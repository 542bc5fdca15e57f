//! Content folder scanning

use std::path::{Path, PathBuf};

use romhub_shared::SystemLaunchConfig;
use tracing::{debug, warn};
use walkdir::WalkDir;

/// A launchable file in a system's content folder.
#[derive(Debug, Clone, PartialEq, Eq)]
pub struct GameEntry {
    /// Display title (file name without extension)
    pub title: String,
    pub path: PathBuf,
    /// Owning system name
    pub system: String,
    pub size_bytes: u64,
}

/// List the content files of `system`, sorted by title.
///
/// Only the top level of the content folder is scanned; games that need
/// several files ship as archives or cue sheets. A missing folder yields an
/// empty list.
pub fn scan_system(system: &SystemLaunchConfig) -> Vec<GameEntry> {
    scan_folder(&system.rom_folder, system)
}

fn scan_folder(folder: &Path, system: &SystemLaunchConfig) -> Vec<GameEntry> {
    if !folder.is_dir() {
        warn!(
            "Content folder for '{}' does not exist: {}",
            system.name,
            folder.display()
        );
        return Vec::new();
    }

    let mut games: Vec<GameEntry> = WalkDir::new(folder)
        .min_depth(1)
        .max_depth(1)
        .into_iter()
        .filter_map(|entry| entry.ok())
        .filter(|entry| entry.file_type().is_file() && system.is_content_file(entry.path()))
        .map(|entry| {
            let size_bytes = entry.metadata().map(|m| m.len()).unwrap_or(0);
            let path = entry.into_path();
            let title = path
                .file_stem()
                .map(|s| s.to_string_lossy().into_owned())
                .unwrap_or_default();
            GameEntry {
                title,
                path,
                system: system.name.clone(),
                size_bytes,
            }
        })
        .collect();

    games.sort_by(|a, b| {
        a.title
            .to_lowercase()
            .cmp(&b.title.to_lowercase())
            .then_with(|| a.path.cmp(&b.path))
    });
    debug!("Found {} games for '{}'", games.len(), system.name);
    games
}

> _Try it_: Return a copy of each line in the entries that contains "name".

> _Result of the task_:
    /// Display title (file name without extension)
    /// Owning system name
            system.name,
                system: system.name.clone(),
    debug!("Found {} games for '{}'", games.len(), system.name);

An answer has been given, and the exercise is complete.